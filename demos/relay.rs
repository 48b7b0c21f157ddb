//! Interception relay - one proxied direction over in-memory pipes.
//!
//! This example demonstrates:
//! - Wiring a direction with `spawn_direction`
//! - Watching decoded messages through a `MessageTap`
//! - Editing a message body and letting the encoder fix the framing
//!
//! # Running
//!
//! ```sh
//! cargo run --example relay
//! ```

use std::future::Future;
use std::pin::Pin;

use bytes::Bytes;
use tapwire::{Http1Encoder, LogicalMessage, MessageTap};
use tokio::io::{AsyncReadExt, AsyncWriteExt};

/// Tap that prints each message and blanks out request bodies.
struct RedactTap;

impl MessageTap for RedactTap {
    fn intercept(
        &mut self,
        mut message: LogicalMessage,
    ) -> Pin<Box<dyn Future<Output = LogicalMessage> + Send + '_>> {
        Box::pin(async move {
            if message.is_raw() {
                println!("[tap] raw unit, {} bytes", message.body.len());
            } else {
                println!(
                    "[tap] {} ({} body bytes)",
                    message.headline(),
                    message.body.len()
                );
                if !message.body.is_empty() {
                    message.body = Bytes::from_static(b"[redacted]");
                }
            }
            message
        })
    }
}

#[tokio::main]
async fn main() -> Result<(), Box<dyn std::error::Error>> {
    // The client application writes into one pipe, the origin server
    // reads from the other; the relay sits in between.
    let (mut client, app_side) = tokio::io::duplex(64 * 1024);
    let (mut origin, origin_side) = tokio::io::duplex(64 * 1024);

    let (pump, forward) =
        tapwire::pump::spawn_direction(app_side, origin_side, Http1Encoder::new(), RedactTap);

    client
        .write_all(b"POST /login HTTP/1.1\r\nHost: demo\r\nContent-Length: 9\r\n\r\nhunter2!!")
        .await?;
    drop(client);

    pump.await??;
    forward.await??;

    let mut forwarded = Vec::new();
    origin.read_to_end(&mut forwarded).await?;
    println!("--- origin received ---");
    println!("{}", String::from_utf8_lossy(&forwarded));

    Ok(())
}
//! Per-direction byte pump.
//!
//! One pump task drives one direction of one connection:
//!
//! ```text
//! source ──read──► Encoder ──pass_through──────────────► HandoffSender
//!                     │                                        │
//!                     └─available → decode → tap → encode──────┤
//!                                                              ▼
//! destination ◄──write── forward task ◄──────────────── HandoffReceiver
//! ```
//!
//! The pump owns its encoder; the hand-off queue is the only seam
//! between the protocol work and the socket writer, and the only point
//! that applies backpressure. Closing the queue is how either end learns
//! the direction is done.
//!
//! The [`MessageTap`] is where an interactive display hooks in: every
//! decoded message passes through it, edited or not, before re-encoding.

use std::future::Future;
use std::pin::Pin;

use tokio::io::{AsyncRead, AsyncReadExt, AsyncWrite, AsyncWriteExt};
use tokio::task::JoinHandle;

use crate::encoder::{Encoder, LogicalMessage};
use crate::error::Result;
use crate::handoff::{handoff_queue_default, HandoffReceiver, HandoffSender};

/// Read buffer size for the source endpoint.
const READ_BUFFER_SIZE: usize = 64 * 1024;

/// Inspection seam for decoded messages.
///
/// Called once per unit, in order; the returned message is what gets
/// re-encoded and forwarded. Taps rewrite, they never drop.
pub trait MessageTap: Send {
    fn intercept(
        &mut self,
        message: LogicalMessage,
    ) -> Pin<Box<dyn Future<Output = LogicalMessage> + Send + '_>>;
}

/// Tap that forwards every message unchanged.
pub struct ForwardTap;

impl MessageTap for ForwardTap {
    fn intercept(
        &mut self,
        message: LogicalMessage,
    ) -> Pin<Box<dyn Future<Output = LogicalMessage> + Send + '_>> {
        Box::pin(async move { message })
    }
}

/// Drive one direction until the source closes or the queue drops.
///
/// The queue is closed on every exit path so the forward task always
/// sees end-of-stream.
pub async fn pump_loop<R, E, T>(
    mut source: R,
    mut encoder: E,
    mut tap: T,
    outbound: HandoffSender,
) -> Result<()>
where
    R: AsyncRead + Unpin,
    E: Encoder,
    T: MessageTap,
{
    let result = drive(&mut source, &mut encoder, &mut tap, &outbound).await;
    outbound.close();
    if let Err(ref err) = result {
        tracing::debug!(encoder = encoder.name(), error = %err, "pump stopped");
    }
    result
}

async fn drive<R, E, T>(
    source: &mut R,
    encoder: &mut E,
    tap: &mut T,
    outbound: &HandoffSender,
) -> Result<()>
where
    R: AsyncRead + Unpin,
    E: Encoder,
    T: MessageTap,
{
    // First cycle runs before any input so connection prologues go out
    // proactively.
    drain_cycle(encoder, tap, outbound).await?;

    let mut buf = vec![0u8; READ_BUFFER_SIZE];
    loop {
        let n = match source.read(&mut buf).await {
            Ok(0) => return Ok(()),
            Ok(n) => n,
            Err(err) => return Err(err.into()),
        };
        encoder.arrived(&buf[..n])?;
        drain_cycle(encoder, tap, outbound).await?;
    }
}

/// One pump cycle: unconditional bytes first, then every complete unit
/// through decode, tap and encode.
async fn drain_cycle<E, T>(encoder: &mut E, tap: &mut T, outbound: &HandoffSender) -> Result<()>
where
    E: Encoder,
    T: MessageTap,
{
    if let Some(bytes) = encoder.pass_through()? {
        outbound.put(bytes).await?;
    }
    while let Some(unit) = encoder.available()? {
        let message = encoder.decode(&unit)?;
        let message = tap.intercept(message).await;
        let wire = encoder.encode(message)?;
        if !wire.is_empty() {
            outbound.put(wire).await?;
        }
        // Encoding may have staged more unconditional bytes, and flow
        // credits may have released gated ones.
        if let Some(bytes) = encoder.pass_through()? {
            outbound.put(bytes).await?;
        }
    }
    Ok(())
}

/// Drain the hand-off queue into the destination endpoint.
///
/// Ends cleanly when the queue closes and its bytes are written; the
/// destination's write side is shut down to propagate end-of-stream.
pub async fn forward_loop<W>(mut queue: HandoffReceiver, mut destination: W) -> Result<()>
where
    W: AsyncWrite + Unpin,
{
    while let Some(chunk) = queue.read().await {
        destination.write_all(&chunk).await?;
        destination.flush().await?;
    }
    destination.shutdown().await?;
    Ok(())
}

/// Spawn the pump task for one direction.
pub fn spawn_pump_task<R, E, T>(
    source: R,
    encoder: E,
    tap: T,
    outbound: HandoffSender,
) -> JoinHandle<Result<()>>
where
    R: AsyncRead + Unpin + Send + 'static,
    E: Encoder + 'static,
    T: MessageTap + 'static,
{
    tokio::spawn(pump_loop(source, encoder, tap, outbound))
}

/// Spawn the forward task for one direction.
pub fn spawn_forward_task<W>(queue: HandoffReceiver, destination: W) -> JoinHandle<Result<()>>
where
    W: AsyncWrite + Unpin + Send + 'static,
{
    tokio::spawn(forward_loop(queue, destination))
}

/// Wire up one complete direction: source, encoder, tap, destination,
/// with a default-capacity hand-off queue in between.
pub fn spawn_direction<R, W, E, T>(
    source: R,
    destination: W,
    encoder: E,
    tap: T,
) -> (JoinHandle<Result<()>>, JoinHandle<Result<()>>)
where
    R: AsyncRead + Unpin + Send + 'static,
    W: AsyncWrite + Unpin + Send + 'static,
    E: Encoder + 'static,
    T: MessageTap + 'static,
{
    let (tx, rx) = handoff_queue_default();
    let pump = spawn_pump_task(source, encoder, tap, tx);
    let forward = spawn_forward_task(rx, destination);
    (pump, forward)
}

#[cfg(test)]
mod tests {
    use super::*;
    use crate::encoder::{Framing, Http1Encoder, Http2Encoder, Role};
    use crate::protocol::PREFACE;
    use bytes::Bytes;

    /// Tap that swaps in a fixed body.
    struct ReplaceBody(&'static [u8]);

    impl MessageTap for ReplaceBody {
        fn intercept(
            &mut self,
            mut message: LogicalMessage,
        ) -> Pin<Box<dyn Future<Output = LogicalMessage> + Send + '_>> {
            if !message.is_raw() {
                message.body = Bytes::from_static(self.0);
            }
            Box::pin(async move { message })
        }
    }

    #[tokio::test]
    async fn test_pump_forwards_complete_requests() {
        let (mut near, far) = tokio::io::duplex(64 * 1024);
        let (mut out_read, out_write) = tokio::io::duplex(64 * 1024);
        let (pump, forward) = spawn_direction(far, out_write, Http1Encoder::new(), ForwardTap);

        near.write_all(b"GET / HTTP/1.1\r\nHost: example.com\r\n\r\n")
            .await
            .unwrap();
        drop(near);

        pump.await.unwrap().unwrap();
        forward.await.unwrap().unwrap();

        let mut forwarded = Vec::new();
        out_read.read_to_end(&mut forwarded).await.unwrap();
        let text = String::from_utf8(forwarded).unwrap();
        assert!(text.starts_with("GET / HTTP/1.1\r\nHost: example.com\r\n"));
        assert!(text.contains("Content-Length: 0\r\n"));
    }

    #[tokio::test]
    async fn test_pump_emits_prologue_before_any_input() {
        let (near, far) = tokio::io::duplex(64 * 1024);
        let (mut out_read, out_write) = tokio::io::duplex(64 * 1024);
        let (pump, forward) = spawn_direction(
            far,
            out_write,
            Http2Encoder::new(Role::ProxyClient),
            ForwardTap,
        );

        let mut prologue = vec![0u8; PREFACE.len()];
        out_read.read_exact(&mut prologue).await.unwrap();
        assert_eq!(&prologue[..], PREFACE);

        drop(near);
        pump.await.unwrap().unwrap();
        forward.await.unwrap().unwrap();
    }

    #[tokio::test]
    async fn test_tap_edit_reaches_the_wire() {
        let (mut near, far) = tokio::io::duplex(64 * 1024);
        let (mut out_read, out_write) = tokio::io::duplex(64 * 1024);
        let (pump, forward) = spawn_direction(
            far,
            out_write,
            Http1Encoder::new(),
            ReplaceBody(b"intercepted"),
        );

        near.write_all(b"POST /u HTTP/1.1\r\nHost: h\r\nContent-Length: 5\r\n\r\nhello")
            .await
            .unwrap();
        drop(near);

        pump.await.unwrap().unwrap();
        forward.await.unwrap().unwrap();

        let mut forwarded = Vec::new();
        out_read.read_to_end(&mut forwarded).await.unwrap();
        let text = String::from_utf8(forwarded).unwrap();
        assert!(text.contains("Content-Length: 11\r\n"));
        assert!(text.ends_with("\r\n\r\nintercepted"));
    }

    #[tokio::test]
    async fn test_forward_task_signals_end_of_stream() {
        let (tx, rx) = handoff_queue_default();
        let (mut out_read, out_write) = tokio::io::duplex(1024);
        let forward = spawn_forward_task(rx, out_write);

        tx.put(Bytes::from_static(b"last words")).await.unwrap();
        tx.close();
        forward.await.unwrap().unwrap();

        let mut forwarded = Vec::new();
        out_read.read_to_end(&mut forwarded).await.unwrap();
        assert_eq!(&forwarded[..], b"last words");
    }

    #[tokio::test]
    async fn test_pump_closes_queue_on_source_eof() {
        let (near, far) = tokio::io::duplex(1024);
        let (tx, mut rx) = handoff_queue_default();
        let pump = spawn_pump_task(far, Http1Encoder::new(), ForwardTap, tx);

        drop(near);
        pump.await.unwrap().unwrap();
        assert_eq!(rx.read().await, None);
    }

    #[tokio::test]
    async fn test_raw_passthrough_stays_byte_identical() {
        let (mut near, far) = tokio::io::duplex(1024);
        let (mut out_read, out_write) = tokio::io::duplex(1024);
        let (pump, forward) = spawn_direction(far, out_write, Http1Encoder::new(), ForwardTap);

        // Not HTTP at all: decode falls back to raw and the bytes are
        // relayed unmodified.
        let garbage = b"\x16\x03\x01\x00\x05hello\r\n\r\n";
        near.write_all(garbage).await.unwrap();
        drop(near);

        pump.await.unwrap().unwrap();
        forward.await.unwrap().unwrap();

        let mut forwarded = Vec::new();
        out_read.read_to_end(&mut forwarded).await.unwrap();
        assert_eq!(&forwarded[..], garbage);
    }

    #[tokio::test]
    async fn test_h2_units_flow_end_to_end() {
        use crate::protocol::{build_frame, flags, FrameKind};

        let (mut near, far) = tokio::io::duplex(64 * 1024);
        let (mut out_read, out_write) = tokio::io::duplex(64 * 1024);
        let (pump, forward) = spawn_direction(
            far,
            out_write,
            Http2Encoder::new(Role::ProxyServer),
            ForwardTap,
        );

        // custom-key: custom-header, literal with incremental indexing.
        let block: &[u8] = &[
            0x40, 0x0a, 0x63, 0x75, 0x73, 0x74, 0x6f, 0x6d, 0x2d, 0x6b, 0x65, 0x79, 0x0d,
            0x63, 0x75, 0x73, 0x74, 0x6f, 0x6d, 0x2d, 0x68, 0x65, 0x61, 0x64, 0x65, 0x72,
        ];
        near.write_all(&build_frame(FrameKind::Headers, flags::END_HEADERS, 1, block))
            .await
            .unwrap();
        near.write_all(&build_frame(FrameKind::Data, flags::END_STREAM, 1, b"hello"))
            .await
            .unwrap();
        drop(near);

        pump.await.unwrap().unwrap();
        forward.await.unwrap().unwrap();

        let mut forwarded = Vec::new();
        out_read.read_to_end(&mut forwarded).await.unwrap();
        // Prologue first, then the re-encoded stream; the DATA payload
        // survives the trip.
        assert!(forwarded.windows(5).any(|w| w == b"hello"));
    }
}
//! Multiplexed-stream machinery for one direction of one connection.
//!
//! Three pieces cooperate here, each owned by exactly one direction:
//!
//! ```text
//! arrived bytes ──► FrameManager ──► control frames (relayed immediately)
//!                        │
//!                        └─► message frames ──► StreamManager ──► completed
//!                                                                 streams
//! re-encoded frames ──► FlowControlManager ──► window-gated wire bytes
//! ```
//!
//! [`FrameManager`] delimits and classifies arriving frames and owns the
//! direction's header-compression contexts. [`StreamManager`] reassembles
//! message-bearing frames per stream until the terminal flag. The flow
//! control types gate re-emitted data frames against the peer's window
//! credits.
//!
//! Nothing in this module is shared across connections.

mod flow_control;
mod frame_manager;
mod stream_manager;

pub use flow_control::{FlowControlManager, DEFAULT_WINDOW_SIZE};
pub use frame_manager::FrameManager;
pub use stream_manager::StreamManager;

use crate::protocol::Frame;

/// A message-bearing frame on its way to stream reassembly.
///
/// HEADERS frames carry the header list decoded at parse time, in
/// network arrival order; the compression context has already advanced
/// past this frame. `headers` is `None` for DATA frames and for header
/// blocks the decoder could not interpret (the raw block stays in the
/// frame payload).
#[derive(Debug, Clone, PartialEq, Eq)]
pub struct MessageFrame {
    pub frame: Frame,
    pub headers: Option<Vec<(String, String)>>,
}

impl MessageFrame {
    /// Wrap a frame that carries no decoded header list.
    pub fn raw(frame: Frame) -> Self {
        Self {
            frame,
            headers: None,
        }
    }

    /// Wrap a HEADERS frame together with its decoded header list.
    pub fn with_headers(frame: Frame, headers: Vec<(String, String)>) -> Self {
        Self {
            frame,
            headers: Some(headers),
        }
    }

    /// Stream this frame belongs to.
    #[inline]
    pub fn stream_id(&self) -> u32 {
        self.frame.stream_id()
    }

    /// Whether the terminal flag is set.
    #[inline]
    pub fn is_end_stream(&self) -> bool {
        self.frame.is_end_stream()
    }
}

◆ **TRY IT**
Find the number of lines in the entries above that hold the string "frames", and write only that number.

◆ **FINISHED EXERCISE**
8